Zine 2 The Printmaking Special

Page 1

Who Helen Corr is a visual artist whose practice is characterised by her complete curiosity about her relationships with others. Her recent works have focused on the experience of watching first her mother and then her father go into palliative care and die. Her works combine the mediums of photography, painting and printmaking; with the often densely layered photographs suggestive of multiple layers of self. Helen has just completed a BA of Photography with a specialization in fine arts at the Queensland College of Art and is always interested in opportunities for collaborations and exhibiting.
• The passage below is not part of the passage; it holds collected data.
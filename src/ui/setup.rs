use ratatui::{
    buffer::Buffer,
    layout::{Constraint, Direction, Layout, Position, Rect},
    style::{Color, Modifier, Style},
    text::{Line, Span},
    widgets::{Block, Borders, Paragraph, Widget, Wrap},
};
use unicode_width::UnicodeWidthStr;

use crate::intake::Intake;

const MARGIN: u16 = 1;

fn prompt_area(area: Rect) -> Rect {
    Layout::default()
        .direction(Direction::Vertical)
        .margin(MARGIN)
        .constraints([
            Constraint::Length(3), // prompt box
            Constraint::Min(0),
            Constraint::Length(1), // keys
        ])
        .split(area)[0]
}

/// Where the terminal cursor sits: just before the closing parenthesis.
pub fn cursor_position(intake: &Intake, area: Rect) -> Option<Position> {
    let input = intake.current()?;
    let inner = prompt_area(area).inner(ratatui::layout::Margin::new(1, 1));
    if inner.is_empty() {
        return None;
    }
    let width = format!("{} ({}", input.prompt(), input.buffer()).width() as u16;
    if width >= inner.width {
        return None;
    }
    Some(Position::new(inner.x + width, inner.y))
}

impl Widget for &Intake {
    fn render(self, area: Rect, buf: &mut Buffer) {
        let Some(input) = self.current() else {
            return;
        };
        let text_style = Style::default().fg(Color::Black).bg(Color::White);
        buf.set_style(area, text_style);

        let (step, total) = self.progress();
        let prompt = Paragraph::new(Line::from(input.display_line()))
            .style(text_style.add_modifier(Modifier::BOLD))
            .wrap(Wrap { trim: false })
            .block(
                Block::default()
                    .borders(Borders::ALL)
                    .title(format!(" Session setup {step}/{total} ")),
            );
        prompt.render(prompt_area(area), buf);

        let chunks = Layout::default()
            .direction(Direction::Vertical)
            .margin(MARGIN)
            .constraints([Constraint::Min(0), Constraint::Length(1)])
            .split(area);
        Paragraph::new(Span::styled(
            "(enter) confirm / (backspace) delete / (esc)ape",
            text_style.add_modifier(Modifier::ITALIC),
        ))
        .render(chunks[1], buf);
    }
}
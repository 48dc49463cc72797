use std::fmt;

use crate::palette::{Rgb, BACKGROUND_PALETTE, RECT_PALETTE};

pub const DEFAULT_PLAYER_NAME: &str = "User";
pub const DEFAULT_DURATION_SECS: u32 = 60;
pub const DEFAULT_RECT_WIDTH: u32 = 100;
pub const DEFAULT_RECT_HEIGHT: u32 = 50;

/// Parameters gathered before a session starts.
#[derive(Debug, Clone, PartialEq)]
pub struct SessionConfig {
    pub player_name: String,
    pub duration_secs: u32,
    pub rect_width: u32,
    pub rect_height: u32,
    pub rect_color: Rgb,
    pub background_color: Rgb,
}

impl Default for SessionConfig {
    fn default() -> Self {
        Self {
            player_name: DEFAULT_PLAYER_NAME.to_string(),
            duration_secs: DEFAULT_DURATION_SECS,
            rect_width: DEFAULT_RECT_WIDTH,
            rect_height: DEFAULT_RECT_HEIGHT,
            rect_color: RECT_PALETTE.default_color(),
            background_color: BACKGROUND_PALETTE.default_color(),
        }
    }
}

#[derive(Debug, Clone, Copy, PartialEq)]
pub struct LevelSpec {
    /// Not applied to rectangle motion yet.
    pub relative_speed: f64,
    pub timeout_secs: f64,
}

pub const LEVELS: [LevelSpec; 3] = [
    LevelSpec {
        relative_speed: 1.0,
        timeout_secs: 1.0,
    },
    LevelSpec {
        relative_speed: 2.0,
        timeout_secs: 0.8,
    },
    LevelSpec {
        relative_speed: 3.0,
        timeout_secs: 0.6,
    },
];

/// Final tallies handed to the reporting side.
#[derive(Debug, Clone, PartialEq, Eq)]
pub struct SessionResult {
    pub player_name: String,
    pub score: u32,
    pub clicks: u32,
    pub misclicks: u32,
    pub timeouts: u32,
}

impl SessionResult {
    /// Console line for a session the player left before time ran out.
    pub fn quit_summary(&self) -> String {
        format!(
            "{} quit early: Clicks - {}, Misclicks - {}, Timeouts - {}",
            self.player_name, self.clicks, self.misclicks, self.timeouts
        )
    }
}

impl fmt::Display for SessionResult {
    fn fmt(&self, f: &mut fmt::Formatter<'_>) -> fmt::Result {
        write!(
            f,
            "Time's up! {}'s final score: Clicks - {}, Misclicks - {}, Timeouts - {}",
            self.player_name, self.clicks, self.misclicks, self.timeouts
        )
    }
}

#[cfg(test)]
mod tests {
    use super::*;

    #[test]
    fn default_config_matches_prompt_defaults() {
        let cfg = SessionConfig::default();
        assert_eq!(cfg.player_name, "User");
        assert_eq!(cfg.duration_secs, 60);
        assert_eq!((cfg.rect_width, cfg.rect_height), (100, 50));
        assert_eq!(cfg.rect_color, Rgb::BLACK);
        assert_eq!(cfg.background_color, Rgb::WHITE);
    }

    #[test]
    fn level_timeouts_strictly_decrease() {
        assert!(LEVELS
            .windows(2)
            .all(|w| w[1].timeout_secs < w[0].timeout_secs));
        assert_eq!(LEVELS[2].timeout_secs, 0.6);
    }

    #[test]
    fn summary_line() {
        let result = SessionResult {
            player_name: "ada".into(),
            score: 3,
            clicks: 7,
            misclicks: 2,
            timeouts: 4,
        };
        assert_eq!(
            result.to_string(),
            "Time's up! ada's final score: Clicks - 7, Misclicks - 2, Timeouts - 4"
        );
        assert_eq!(
            result.quit_summary(),
            "ada quit early: Clicks - 7, Misclicks - 2, Timeouts - 4"
        );
    }
}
Zine No 2 The Printmaking Special

Contact

June 2015

Email: helenccorr@gmail.com

HCC

HELEN C CORR Helen C Corr

Visual Artist


Artist Statement

My drawings don't start with a 'beautiful mark'," writes Kentridge, thinking about the activity of printmaking as being about getting the hand to lead the brain, rather than letting the brain lead the hand. "It has to be a mark of something out there in the world. It doesn't have to be an accurate drawing, but it has to stand for an observation, not something that is abstract, like an emotion (http://en.wikipedia.org/wiki/William_Kentridge).

Death. Diminishment of the physical. Bodies, space and place. These series of works are influenced by my spending time in a palliative care ward. They are influenced by a need to give voice to the discourse of the sacred places that contain the worlds of the scared and dying. As such each plate contains images, but also words that were spoken to me during my time in this place. The series of images are set in the palliative care ward. The figures appear gaunt and almost bodiless as a representation of their gradual loss of social place/position. In one image a rainbow python is in the process of devouring a patient. This is a homage to an indigenous Australian cultural reference to cycles of creation. I use clocks and old currency for their more culturally European metaphorical allusions to time and the past. In making these images I employed techniques of intaglio and monoprinting; with graphic outlines rendered in black and a rainbow style roller application of inks to the plate. This graphic effect provided the comic book format that I desired as a familiar and ‘friendly’ genre that could carry a serious message in a way that people were comfortable with. The rainbow roller effect added a three dimensional look to the prints and allowed for a more random application of colour than single layer colour printing would have. Randomness felt appropriate to the project as there is nothing tidy about death. For this reason the works were created on hand made paper.

Handmade paper adds the element of humanity and random perfection that machine made paper would lack. I wanted the rough edges, uneven thickness and generally tactile presence handmade paper provided. The edges of death are rough; even with hospital corners and this work needed to reflect that. The work also needed to reflect a culturally western unease with death.

In order to portray this unease the colours that I use are mostly muted, slightly darkish, while the figures are roughly hewn and rise from hard platforms bearing grim or frightened faces. In this they take some influence form the works of Anna Pacheco whose work Comedia I lurches uneasily out of the darkness and Bill Viola whose figures in his video installation works lose and gain form as he bathes them in light and water. It draws also on the rougher sensibilities of Roger Ballan whose monochromatic practice mixes the mediums of fine art and photography using bleak, childlike paintings in his photography and video works. Jenny Watson and her touching colourful paintings of figures influence my work as her pieces are generally autobiographical, her figures simply rendered and the backgrounds sparse. My work aims to do all of that, though it mostly aims to represent my life.